━━ RECORDS TO USE ━━

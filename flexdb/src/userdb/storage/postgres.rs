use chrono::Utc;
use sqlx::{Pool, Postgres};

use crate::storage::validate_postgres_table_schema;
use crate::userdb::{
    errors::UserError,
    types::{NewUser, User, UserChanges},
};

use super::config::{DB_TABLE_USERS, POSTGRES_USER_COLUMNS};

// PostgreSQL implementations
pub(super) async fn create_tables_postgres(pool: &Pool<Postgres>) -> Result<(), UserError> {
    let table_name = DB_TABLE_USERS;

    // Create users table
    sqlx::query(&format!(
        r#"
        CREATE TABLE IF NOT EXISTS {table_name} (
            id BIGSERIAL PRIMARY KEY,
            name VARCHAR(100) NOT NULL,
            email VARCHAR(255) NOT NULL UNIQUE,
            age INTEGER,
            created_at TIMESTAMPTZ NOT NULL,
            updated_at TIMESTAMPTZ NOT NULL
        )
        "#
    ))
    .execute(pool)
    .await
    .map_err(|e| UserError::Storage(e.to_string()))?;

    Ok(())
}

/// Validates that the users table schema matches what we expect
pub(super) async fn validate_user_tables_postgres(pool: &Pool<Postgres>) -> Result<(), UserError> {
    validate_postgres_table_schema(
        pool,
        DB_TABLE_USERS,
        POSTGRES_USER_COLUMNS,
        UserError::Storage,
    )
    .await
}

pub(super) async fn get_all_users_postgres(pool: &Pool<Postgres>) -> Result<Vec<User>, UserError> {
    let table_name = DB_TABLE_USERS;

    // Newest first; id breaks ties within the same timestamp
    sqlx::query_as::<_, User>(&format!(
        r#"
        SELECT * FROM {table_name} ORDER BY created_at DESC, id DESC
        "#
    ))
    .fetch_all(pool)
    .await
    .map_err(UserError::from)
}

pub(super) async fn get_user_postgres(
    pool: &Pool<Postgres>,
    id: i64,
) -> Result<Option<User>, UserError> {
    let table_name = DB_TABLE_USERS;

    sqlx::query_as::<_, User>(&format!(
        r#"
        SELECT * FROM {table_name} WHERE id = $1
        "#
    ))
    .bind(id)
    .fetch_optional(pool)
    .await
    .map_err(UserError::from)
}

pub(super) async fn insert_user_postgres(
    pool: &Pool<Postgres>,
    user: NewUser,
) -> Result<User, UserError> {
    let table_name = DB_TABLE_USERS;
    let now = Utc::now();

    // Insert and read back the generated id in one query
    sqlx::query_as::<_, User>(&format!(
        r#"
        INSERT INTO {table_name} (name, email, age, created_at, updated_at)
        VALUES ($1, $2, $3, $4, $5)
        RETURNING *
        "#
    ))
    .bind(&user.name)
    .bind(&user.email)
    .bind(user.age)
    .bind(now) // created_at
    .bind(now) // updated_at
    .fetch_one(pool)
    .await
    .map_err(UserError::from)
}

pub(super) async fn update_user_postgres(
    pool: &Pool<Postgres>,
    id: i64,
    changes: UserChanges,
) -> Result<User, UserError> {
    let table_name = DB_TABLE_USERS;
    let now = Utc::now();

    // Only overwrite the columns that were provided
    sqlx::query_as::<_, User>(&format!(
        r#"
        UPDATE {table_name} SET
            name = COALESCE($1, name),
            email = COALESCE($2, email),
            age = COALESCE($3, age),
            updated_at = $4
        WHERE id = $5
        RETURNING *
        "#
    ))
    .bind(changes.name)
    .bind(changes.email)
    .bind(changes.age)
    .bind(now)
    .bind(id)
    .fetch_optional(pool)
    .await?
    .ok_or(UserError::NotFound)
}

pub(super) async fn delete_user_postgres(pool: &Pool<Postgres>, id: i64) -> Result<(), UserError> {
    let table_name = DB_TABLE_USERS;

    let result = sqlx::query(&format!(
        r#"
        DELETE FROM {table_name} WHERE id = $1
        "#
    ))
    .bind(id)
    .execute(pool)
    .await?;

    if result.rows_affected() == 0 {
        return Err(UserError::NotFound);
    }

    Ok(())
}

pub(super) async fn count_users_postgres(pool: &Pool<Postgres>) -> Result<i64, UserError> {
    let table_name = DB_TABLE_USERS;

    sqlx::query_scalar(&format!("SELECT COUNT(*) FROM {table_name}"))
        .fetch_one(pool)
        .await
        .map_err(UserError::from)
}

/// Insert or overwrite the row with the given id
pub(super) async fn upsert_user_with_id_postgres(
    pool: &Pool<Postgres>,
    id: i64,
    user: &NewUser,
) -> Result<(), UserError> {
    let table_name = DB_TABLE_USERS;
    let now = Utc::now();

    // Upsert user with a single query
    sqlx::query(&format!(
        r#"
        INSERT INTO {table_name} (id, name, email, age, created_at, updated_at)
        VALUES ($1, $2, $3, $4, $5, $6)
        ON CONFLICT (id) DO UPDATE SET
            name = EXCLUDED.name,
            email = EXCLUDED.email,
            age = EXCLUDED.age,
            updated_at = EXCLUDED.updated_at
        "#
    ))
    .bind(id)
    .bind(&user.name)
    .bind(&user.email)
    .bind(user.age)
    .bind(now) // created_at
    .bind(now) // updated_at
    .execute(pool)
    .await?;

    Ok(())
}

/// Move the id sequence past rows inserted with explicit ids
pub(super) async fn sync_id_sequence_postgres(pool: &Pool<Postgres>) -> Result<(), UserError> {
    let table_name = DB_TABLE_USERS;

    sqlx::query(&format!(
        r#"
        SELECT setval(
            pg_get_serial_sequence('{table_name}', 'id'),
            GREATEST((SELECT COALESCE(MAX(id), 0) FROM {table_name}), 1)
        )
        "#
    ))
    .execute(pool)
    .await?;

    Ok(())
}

━━━
━━ RECORDS TO USE ━━

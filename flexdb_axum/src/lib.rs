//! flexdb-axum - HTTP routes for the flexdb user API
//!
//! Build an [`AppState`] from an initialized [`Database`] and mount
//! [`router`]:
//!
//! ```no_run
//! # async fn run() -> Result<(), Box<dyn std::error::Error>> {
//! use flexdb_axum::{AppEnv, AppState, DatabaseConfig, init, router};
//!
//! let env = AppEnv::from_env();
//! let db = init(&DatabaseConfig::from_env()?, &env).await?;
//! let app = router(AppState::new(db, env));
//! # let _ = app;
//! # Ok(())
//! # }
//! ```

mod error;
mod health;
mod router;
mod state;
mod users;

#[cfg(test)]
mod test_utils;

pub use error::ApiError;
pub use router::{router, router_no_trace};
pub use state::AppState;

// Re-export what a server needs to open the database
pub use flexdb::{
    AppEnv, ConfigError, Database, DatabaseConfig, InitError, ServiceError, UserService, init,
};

━━━
━━ RECORDS TO USE ━━

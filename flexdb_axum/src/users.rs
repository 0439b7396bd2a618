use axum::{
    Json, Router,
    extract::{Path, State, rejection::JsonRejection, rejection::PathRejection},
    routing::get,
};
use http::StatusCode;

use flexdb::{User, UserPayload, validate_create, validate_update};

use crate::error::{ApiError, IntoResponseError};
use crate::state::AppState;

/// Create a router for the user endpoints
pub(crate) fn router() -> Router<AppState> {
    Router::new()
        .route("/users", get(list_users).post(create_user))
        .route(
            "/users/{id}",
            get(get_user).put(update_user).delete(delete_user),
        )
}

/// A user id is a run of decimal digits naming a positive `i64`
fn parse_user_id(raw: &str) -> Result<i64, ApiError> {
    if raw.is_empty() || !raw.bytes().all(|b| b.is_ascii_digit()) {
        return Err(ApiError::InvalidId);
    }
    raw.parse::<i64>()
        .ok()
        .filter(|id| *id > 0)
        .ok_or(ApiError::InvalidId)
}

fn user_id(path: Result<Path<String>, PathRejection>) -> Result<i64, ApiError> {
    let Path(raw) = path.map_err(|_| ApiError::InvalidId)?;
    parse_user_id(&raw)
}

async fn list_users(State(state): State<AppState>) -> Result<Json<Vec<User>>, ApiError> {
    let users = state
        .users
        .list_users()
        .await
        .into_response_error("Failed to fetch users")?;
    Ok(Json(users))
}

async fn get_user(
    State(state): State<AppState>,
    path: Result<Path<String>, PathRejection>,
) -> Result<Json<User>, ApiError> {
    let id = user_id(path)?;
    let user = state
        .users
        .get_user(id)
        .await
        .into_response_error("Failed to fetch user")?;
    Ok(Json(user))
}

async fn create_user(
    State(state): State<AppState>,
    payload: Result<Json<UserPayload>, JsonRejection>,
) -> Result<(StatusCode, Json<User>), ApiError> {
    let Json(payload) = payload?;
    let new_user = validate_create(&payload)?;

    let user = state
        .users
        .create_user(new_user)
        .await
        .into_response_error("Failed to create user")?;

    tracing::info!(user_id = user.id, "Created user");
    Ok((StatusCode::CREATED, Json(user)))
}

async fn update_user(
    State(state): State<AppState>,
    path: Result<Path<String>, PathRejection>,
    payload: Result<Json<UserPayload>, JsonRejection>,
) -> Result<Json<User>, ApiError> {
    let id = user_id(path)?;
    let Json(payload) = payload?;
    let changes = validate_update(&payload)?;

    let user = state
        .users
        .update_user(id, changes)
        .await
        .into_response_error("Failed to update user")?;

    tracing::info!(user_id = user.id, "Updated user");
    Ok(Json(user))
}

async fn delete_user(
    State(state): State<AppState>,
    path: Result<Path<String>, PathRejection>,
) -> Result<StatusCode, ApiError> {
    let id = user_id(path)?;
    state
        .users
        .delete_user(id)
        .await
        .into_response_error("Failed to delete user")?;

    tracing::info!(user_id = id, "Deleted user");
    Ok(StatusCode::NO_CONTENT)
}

━━━

• EXERCISE GOAL:
Starting at the line above that holds "filename flexdb/src/userdb/storage/postgres.rs" and ending at the line that holds "created_at TIMESTAMPTZ NOT", transcribe each line exactly and include no other lines.

• OUTPUT OF THE TASK:
filename flexdb/src/userdb/storage/postgres.rs
use chrono::Utc;
use sqlx::{Pool, Postgres};

use crate::storage::validate_postgres_table_schema;
use crate::userdb::{
    errors::UserError,
    types::{NewUser, User, UserChanges},
};

use super::config::{DB_TABLE_USERS, POSTGRES_USER_COLUMNS};

// PostgreSQL implementations
pub(super) async fn create_tables_postgres(pool: &Pool<Postgres>) -> Result<(), UserError> {
    let table_name = DB_TABLE_USERS;

    // Create users table
    sqlx::query(&format!(
        r#"
        CREATE TABLE IF NOT EXISTS {table_name} (
            id BIGSERIAL PRIMARY KEY,
            name VARCHAR(100) NOT NULL,
            email VARCHAR(255) NOT NULL UNIQUE,
            age INTEGER,
            created_at TIMESTAMPTZ NOT NULL,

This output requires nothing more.